**TASK INSTRUCTIONS:**
Please retype all the records below exactly as they read.

(Data extracted from a collection)
# # # #
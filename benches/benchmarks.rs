use criterion::{criterion_group, criterion_main, BenchmarkId, Criterion};
use serde_json::{json, Value};
use std::hint::black_box;

use larder::{define_store, CentralOptions, CentralStore, Memo, Registry, Signal, StoreOptions};

fn signal_read_write_benchmark(c: &mut Criterion) {
    let signal: Signal<i32> = Signal::new(0);

    c.bench_function("signal_read", |b| {
        b.iter(|| {
            black_box(signal.get());
        });
    });

    c.bench_function("signal_write", |b| {
        let mut i = 0;
        b.iter(|| {
            signal.set(black_box(i));
            i += 1;
        });
    });
}

fn memo_cached_read_benchmark(c: &mut Criterion) {
    let a: Signal<i32> = Signal::new(5);
    let b: Signal<i32> = Signal::new(10);

    let sum = Memo::new({
        let a = a.clone();
        let b = b.clone();
        move || a.get() + b.get()
    });

    c.bench_function("memo_cached_read", |bench| {
        bench.iter(|| {
            black_box(sum.get());
        });
    });
}

fn counter_options() -> StoreOptions {
    StoreOptions::new("counter")
        .state(|| json!({ "count": 0 }))
        .getter("double", |store| {
            json!(store.get_as::<i64>("count").unwrap_or(0) * 2)
        })
        .action("increment", |store, _| {
            store.state().update_as::<i64>("count", |n| *n += 1)?;
            Ok(Value::Null)
        })
}

fn use_store_lookup_benchmark(c: &mut Criterion) {
    let registry = Registry::new();
    let use_counter = define_store(counter_options());
    use_counter.use_store_in(&registry).unwrap();

    c.bench_function("use_store_lookup", |b| {
        b.iter(|| {
            black_box(use_counter.use_store_in(&registry).unwrap());
        });
    });
}

fn action_and_getter_benchmark(c: &mut Criterion) {
    let registry = Registry::new();
    let store = define_store(counter_options())
        .use_store_in(&registry)
        .unwrap();

    c.bench_function("action_then_getter", |b| {
        b.iter(|| {
            store.call("increment", Value::Null).unwrap();
            black_box(store.get("double"));
        });
    });
}

fn patch_subscribe_benchmark(c: &mut Criterion) {
    let mut group = c.benchmark_group("patch_subscribe");

    for subscriber_count in [1, 10, 100].iter() {
        let registry = Registry::new();
        let store = define_store(counter_options())
            .use_store_in(&registry)
            .unwrap();

        for _ in 0..*subscriber_count {
            let _ = store.subscribe(|_, _| {
                // Empty subscriber
            });
        }

        group.bench_with_input(
            BenchmarkId::from_parameter(subscriber_count),
            subscriber_count,
            |b, _| {
                let mut i = 0;
                b.iter(|| {
                    let value = black_box(i);
                    store
                        .patch_with(move |state| {
                            let _ = state.set("count", json!(value));
                        })
                        .unwrap();
                    i += 1;
                });
            },
        );
    }
    group.finish();
}

fn central_commit_benchmark(c: &mut Criterion) {
    let store = CentralStore::new(
        CentralOptions::new()
            .state(json!({ "count": 0 }))
            .mutation("increment", |state, _| {
                state.update_as::<i64>("count", |n| *n += 1)
            }),
    )
    .unwrap();

    c.bench_function("central_commit", |b| {
        b.iter(|| {
            store.commit(black_box("increment"), Value::Null).unwrap();
        });
    });
}

criterion_group!(
    benches,
    signal_read_write_benchmark,
    memo_cached_read_benchmark,
    use_store_lookup_benchmark,
    action_and_getter_benchmark,
    patch_subscribe_benchmark,
    central_commit_benchmark,
);
criterion_main!(benches);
# # # #
**YOUR RESPONSE:**
filename benches/benchmarks.rs
use criterion::{criterion_group, criterion_main, BenchmarkId, Criterion};
use serde_json::{json, Value};
use std::hint::black_box;

use larder::{define_store, CentralOptions, CentralStore, Memo, Registry, Signal, StoreOptions};

fn signal_read_write_benchmark(c: &mut Criterion) {
    let signal: Signal<i32> = Signal::new(0);

    c.bench_function("signal_read", |b| {
        b.iter(|| {
            black_box(signal.get());
        });
    });

    c.bench_function("signal_write", |b| {
        let mut i = 0;
        b.iter(|| {
            signal.set(black_box(i));
            i += 1;
        });
    });
}

fn memo_cached_read_benchmark(c: &mut Criterion) {
    let a: Signal<i32> = Signal::new(5);
    let b: Signal<i32> = Signal::new(10);

    let sum = Memo::new({
        let a = a.clone();
        let b = b.clone();
        move || a.get() + b.get()
    });

    c.bench_function("memo_cached_read", |bench| {
        bench.iter(|| {
            black_box(sum.get());
        });
    });
}

fn counter_options() -> StoreOptions {
    StoreOptions::new("counter")
        .state(|| json!({ "count": 0 }))
        .getter("double", |store| {
            json!(store.get_as::<i64>("count").unwrap_or(0) * 2)
        })
        .action("increment", |store, _| {
            store.state().update_as::<i64>("count", |n| *n += 1)?;
            Ok(Value::Null)
        })
}

fn use_store_lookup_benchmark(c: &mut Criterion) {
    let registry = Registry::new();
    let use_counter = define_store(counter_options());
    use_counter.use_store_in(&registry).unwrap();

    c.bench_function("use_store_lookup", |b| {
        b.iter(|| {
            black_box(use_counter.use_store_in(&registry).unwrap());
        });
    });
}

fn action_and_getter_benchmark(c: &mut Criterion) {
    let registry = Registry::new();
    let store = define_store(counter_options())
        .use_store_in(&registry)
        .unwrap();

    c.bench_function("action_then_getter", |b| {
        b.iter(|| {
            store.call("increment", Value::Null).unwrap();
            black_box(store.get("double"));
        });
    });
}

fn patch_subscribe_benchmark(c: &mut Criterion) {
    let mut group = c.benchmark_group("patch_subscribe");

    for subscriber_count in [1, 10, 100].iter() {
        let registry = Registry::new();
        let store = define_store(counter_options())
            .use_store_in(&registry)
            .unwrap();

        for _ in 0..*subscriber_count {
            let _ = store.subscribe(|_, _| {
                // Empty subscriber
            });
        }

        group.bench_with_input(
            BenchmarkId::from_parameter(subscriber_count),
            subscriber_count,
            |b, _| {
                let mut i = 0;
                b.iter(|| {
                    let value = black_box(i);
                    store
                        .patch_with(move |state| {
                            let _ = state.set("count", json!(value));
                        })
                        .unwrap();
                    i += 1;
                });
            },
        );
    }
    group.finish();
}

fn central_commit_benchmark(c: &mut Criterion) {
    let store = CentralStore::new(
        CentralOptions::new()
            .state(json!({ "count": 0 }))
            .mutation("increment", |state, _| {
                state.update_as::<i64>("count", |n| *n += 1)
            }),
    )
    .unwrap();

    c.bench_function("central_commit", |b| {
        b.iter(|| {
            store.commit(black_box("increment"), Value::Null).unwrap();
        });
    });
}

criterion_group!(
    benches,
    signal_read_write_benchmark,
    memo_cached_read_benchmark,
    use_store_lookup_benchmark,
    action_and_getter_benchmark,
    patch_subscribe_benchmark,
    central_commit_benchmark,
);
criterion_main!(benches);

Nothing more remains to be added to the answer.